From: Amir Goldstein <amir73il@gmail.com>
Subject: [RFC] Self healing extent map OR opportunistic de-fragmentation
Date: Tue, 9 Nov 2010 06:14:25 +0200
Message-ID: <AANLkTinsZRSU46J0JXm2A=u=d-JpQfdYnk0oHf3NC9O_@mail.gmail.com>
Mime-Version: 1.0
Content-Type: text/plain; charset=ISO-8859-1
Cc: Ext4 Developers List <linux-ext4@vger.kernel.org>
To: Theodore Tso <tytso@mit.edu>
Sender: linux-ext4-owner@vger.kernel.org

Hi Ted,

I would like to propose a simple idea how to automatically de-fragment a file.
How difficult the implementation is, I do not know yet,
but since you talked about modifying the delayed allocation path,
I thought the idea was worth mentioning.

The idea is to use every page write as an opportunity to reduce file
fragmentation
(no extra I/O charges included, no donor inodes, etc..).

There are many strategies to do this, but the simplest one would be
something like this:

Extents A and B are logically adjacent, but not physically adjacent.
When re-writing to first block of extent B, try to extend extent A and
if that fails,
fall back to writing to first block of extent B.

Another simple strategy is:
When about to re-write all blocks of extents A and B, try to allocate
a new single extent
for writing all the blocks and if that fails, fall back to writing to A and B.

The biggest change of course is the notion that an already mapped
block may still need to be allocated
(not a new notion to me) and that existing blocks may need to be freed
on flush_alloc_da_page().
As I told you about snapshots, in data!=ordered, that could lead to
data corruption in existing file
(the uninitialized extent flag is not sufficient information when
changing a block's mapping).

However, if you do intend to follow through with your plan for
flushing metadata in end_io,
I believe that you will then already have enough information in-memory
to achieve
opportunistic de-fragmentation for the same price.
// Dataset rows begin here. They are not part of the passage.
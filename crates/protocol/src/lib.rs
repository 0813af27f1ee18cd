//! # Reverie Protocol
//!
//! The structured-text protocol between an agent runtime and a language
//! model. Two directions:
//!
//! - **Encoding**: typed records → [`xml`] node descriptions → tagged text
//!   fragments ([`encode`]), assembled into full prompts by compiled
//!   templates ([`prompt`]).
//! - **Decoding**: a model's raw output stream → recognized tagged regions
//!   → mutations of a typed accumulator ([`parse`]).
//!
//! The encode path is pure and shareable across sessions. The decode path
//! owns one mutable accumulator per session; see [`parse`] for the
//! single-writer contract.

pub mod encode;
pub mod parse;
pub mod prompt;
pub mod xml;

pub use encode::{
    encode_action_call, encode_action_result, encode_capability, encode_context, encode_input,
    encode_output, encode_record, encode_thought, record_node,
};
pub use parse::{
    json_handler, text_handler, DecodeOutcome, ParseSession, ParserBuilder, TagBlock, TagHandler,
    TagParser,
};
pub use prompt::{create_prompt, CompiledPrompt, PromptTemplate, PromptVars};
pub use xml::{format_node, AttrValue, Content, Node};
The use case for this, besides healing fragmentation caused by
snapshots move-on-rewrite,
is an highly fragmented ext2/3 fs, which was mounted as ext4.
ext2/3 old files are slowly being deleted while new (still fragmented)
extent mapped files are being created.
This viscous cycle cannot end before there is enough contiguous free
space for writing new files,
which may never happen. Online de-fragmentation will not help in this
case either.
With opportunistic de-fragmentation, if the extent mapped files are
being re-written, the health
of the file system will constantly improve over time.
BTW, Is this use case relevant for upgraded google chunk servers?

Amir.